• _EXERCISE INSTRUCTIONS_: The data should be duplicated exactly, with every word kept as it is.

• _DATA EXTRACTS_:
------------------------------------------------

//! Compile scenarios across store, resolver and compiler

use crate::core::compiler::{Clock, WarningKind, compile};
use crate::core::identity::DirectorySnapshot;
use crate::core::rules::{Client, Config, Destination, Protocol};
use crate::core::schedule::{DaySet, TimeWindow};
use crate::core::test_helpers::{
    block_rule, clock_at, forward_rule, group_rule, sample_directory, site_forward_rule, site_vpn,
    tag_rule,
};
use serde_json::{Value, json};

fn elements(config: &Config, map: &str) -> Vec<(Value, Value)> {
    compile(config, &sample_directory(), clock_at(12, 0))
        .maps
        .get(map)
        .map(|m| m.elements.clone())
        .unwrap_or_default()
}

fn key(parts: Value) -> Value {
    json!({ "concat": parts })
}

// ═══════════════════════════════════════════════════════════════════════════
// Forwarding
// ═══════════════════════════════════════════════════════════════════════════

#[test]
fn test_dnat_maps_stay_in_lock_step() {
    let config = Config {
        forwarding_rules: vec![forward_rule("", "192.168.1.10", "80", "192.168.2.20")],
        ..Config::default()
    };

    let ipmap = elements(&config, "dnat_tcp_ipmap");
    let portmap = elements(&config, "dnat_tcp_portmap");
    assert_eq!(ipmap.len(), 1);
    assert_eq!(portmap.len(), 1);

    let expected_key = key(json!(["0.0.0.0", "192.168.1.10", 80]));
    assert_eq!(ipmap[0].0, expected_key);
    assert_eq!(portmap[0].0, expected_key);
    assert_eq!(ipmap[0].1, json!("192.168.2.20"));
    assert_eq!(portmap[0].1, json!(80));

    assert!(elements(&config, "dnat_udp_ipmap").is_empty());
}

#[test]
fn test_dnat_port_range_rewrites_to_single_port() {
    let mut rule = forward_rule("range", "192.168.1.10", "8000-8080", "192.168.2.20");
    rule.dst_port = "9000".to_string();
    rule.protocol = Some(Protocol::Udp);
    let config = Config {
        forwarding_rules: vec![rule],
        ..Config::default()
    };

    let ipmap = elements(&config, "dnat_udp_ipmap");
    let portmap = elements(&config, "dnat_udp_portmap");
    assert_eq!(
        ipmap[0].0,
        key(json!(["0.0.0.0", "192.168.1.10", {"range": [8000, 8080]}]))
    );
    assert_eq!(ipmap[0].0, portmap[0].0);
    assert_eq!(portmap[0].1, json!(9000));
}

#[test]
fn test_interface_forward_fills_filter_and_mangle() {
    let config = Config {
        forwarding_rules: vec![site_forward_rule("mitm", "10.0.0.5", "443", "mitmproxy0")],
        ..Config::default()
    };

    let filter = elements(&config, "site_forward_tcp_port");
    let mangle = elements(&config, "site_forward_tcp_port_mangle");
    assert_eq!(
        filter,
        vec![(
            key(json!(["0.0.0.0", "10.0.0.5", 443, "mitmproxy0"])),
            json!({"accept": null})
        )]
    );
    assert_eq!(
        mangle,
        vec![(
            key(json!(["0.0.0.0", "10.0.0.5", 443])),
            json!({"accept": null})
        )]
    );
    assert!(elements(&config, "dnat_tcp_ipmap").is_empty());
}

#[test]
fn test_site_interface_needs_matching_vpn() {
    let mut config = Config {
        forwarding_rules: vec![site_forward_rule("to site1", "10.0.0.5", "22", "site1")],
        site_vpns: vec![site_vpn("10.10.0.1/24")],
        ..Config::default()
    };

    let result = compile(&config, &sample_directory(), clock_at(12, 0));
    assert_eq!(result.warnings.len(), 1);
    assert_eq!(result.warnings[0].kind, WarningKind::UnknownInterface);
    assert_eq!(result.warnings[0].bucket, "forward");
    assert_eq!(result.maps.element_count(), 0);

    config.forwarding_rules[0].dst_interface = "site0".to_string();
    let result = compile(&config, &sample_directory(), clock_at(12, 0));
    assert!(result.warnings.is_empty());
    assert_eq!(result.maps.get("site_forward_tcp_port").unwrap().elements.len(), 1);
}

#[test]
fn test_open_interface_forward_covers_both_protocols() {
    let mut rule = site_forward_rule("all via site0", "0.0.0.0", "", "site0");
    rule.protocol = None;
    let config = Config {
        forwarding_rules: vec![rule],
        site_vpns: vec![site_vpn("10.10.0.1/24")],
        ..Config::default()
    };

    let expected = key(json!([
        "0.0.0.0",
        {"prefix": {"addr": "0.0.0.0", "len": 0}},
        {"range": [0, 65535]},
        "site0"
    ]));
    for proto in ["tcp", "udp"] {
        let filter = elements(&config, &format!("site_forward_{proto}_port"));
        assert_eq!(filter, vec![(expected.clone(), json!({"accept": null}))]);
        assert_eq!(elements(&config, &format!("site_forward_{proto}_port_mangle")).len(), 1);
    }
}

------------------------------------------------

• _YOUR RESPONSE_:
//! Compile scenarios across store, resolver and compiler

use crate::core::compiler::{Clock, WarningKind, compile};
use crate::core::identity::DirectorySnapshot;
use crate::core::rules::{Client, Config, Destination, Protocol};
use crate::core::schedule::{DaySet, TimeWindow};
use crate::core::test_helpers::{
    block_rule, clock_at, forward_rule, group_rule, sample_directory, site_forward_rule, site_vpn,
    tag_rule,
};
use serde_json::{Value, json};

fn elements(config: &Config, map: &str) -> Vec<(Value, Value)> {
    compile(config, &sample_directory(), clock_at(12, 0))
        .maps
        .get(map)
        .map(|m| m.elements.clone())
        .unwrap_or_default()
}

fn key(parts: Value) -> Value {
    json!({ "concat": parts })
}

// ═══════════════════════════════════════════════════════════════════════════
// Forwarding
// ═══════════════════════════════════════════════════════════════════════════

#[test]
fn test_dnat_maps_stay_in_lock_step() {
    let config = Config {
        forwarding_rules: vec![forward_rule("", "192.168.1.10", "80", "192.168.2.20")],
        ..Config::default()
    };

    let ipmap = elements(&config, "dnat_tcp_ipmap");
    let portmap = elements(&config, "dnat_tcp_portmap");
    assert_eq!(ipmap.len(), 1);
    assert_eq!(portmap.len(), 1);

    let expected_key = key(json!(["0.0.0.0", "192.168.1.10", 80]));
    assert_eq!(ipmap[0].0, expected_key);
    assert_eq!(portmap[0].0, expected_key);
    assert_eq!(ipmap[0].1, json!("192.168.2.20"));
    assert_eq!(portmap[0].1, json!(80));

    assert!(elements(&config, "dnat_udp_ipmap").is_empty());
}

#[test]
fn test_dnat_port_range_rewrites_to_single_port() {
    let mut rule = forward_rule("range", "192.168.1.10", "8000-8080", "192.168.2.20");
    rule.dst_port = "9000".to_string();
    rule.protocol = Some(Protocol::Udp);
    let config = Config {
        forwarding_rules: vec![rule],
        ..Config::default()
    };

    let ipmap = elements(&config, "dnat_udp_ipmap");
    let portmap = elements(&config, "dnat_udp_portmap");
    assert_eq!(
        ipmap[0].0,
        key(json!(["0.0.0.0", "192.168.1.10", {"range": [8000, 8080]}]))
    );
    assert_eq!(ipmap[0].0, portmap[0].0);
    assert_eq!(portmap[0].1, json!(9000));
}

#[test]
fn test_interface_forward_fills_filter_and_mangle() {
    let config = Config {
        forwarding_rules: vec![site_forward_rule("mitm", "10.0.0.5", "443", "mitmproxy0")],
        ..Config::default()
    };

    let filter = elements(&config, "site_forward_tcp_port");
    let mangle = elements(&config, "site_forward_tcp_port_mangle");
    assert_eq!(
        filter,
        vec![(
            key(json!(["0.0.0.0", "10.0.0.5", 443, "mitmproxy0"])),
            json!({"accept": null})
        )]
    );
    assert_eq!(
        mangle,
        vec![(
            key(json!(["0.0.0.0", "10.0.0.5", 443])),
            json!({"accept": null})
        )]
    );
    assert!(elements(&config, "dnat_tcp_ipmap").is_empty());
}

#[test]
fn test_site_interface_needs_matching_vpn() {
    let mut config = Config {
        forwarding_rules: vec![site_forward_rule("to site1", "10.0.0.5", "22", "site1")],
        site_vpns: vec![site_vpn("10.10.0.1/24")],
        ..Config::default()
    };

    let result = compile(&config, &sample_directory(), clock_at(12, 0));
    assert_eq!(result.warnings.len(), 1);
    assert_eq!(result.warnings[0].kind, WarningKind::UnknownInterface);
    assert_eq!(result.warnings[0].bucket, "forward");
    assert_eq!(result.maps.element_count(), 0);

    config.forwarding_rules[0].dst_interface = "site0".to_string();
    let result = compile(&config, &sample_directory(), clock_at(12, 0));
    assert!(result.warnings.is_empty());
    assert_eq!(result.maps.get("site_forward_tcp_port").unwrap().elements.len(), 1);
}

#[test]
fn test_open_interface_forward_covers_both_protocols() {
    let mut rule = site_forward_rule("all via site0", "0.0.0.0", "", "site0");
    rule.protocol = None;
    let config = Config {
        forwarding_rules: vec![rule],
        site_vpns: vec![site_vpn("10.10.0.1/24")],
        ..Config::default()
    };

    let expected = key(json!([
        "0.0.0.0",
        {"prefix": {"addr": "0.0.0.0", "len": 0}},
        {"range": [0, 65535]},
        "site0"
    ]));
    for proto in ["tcp", "udp"] {
        let filter = elements(&config, &format!("site_forward_{proto}_port"));
        assert_eq!(filter, vec![(expected.clone(), json!({"accept": null}))]);
        assert_eq!(elements(&config, &format!("site_forward_{proto}_port_mangle")).len(), 1);
    }
}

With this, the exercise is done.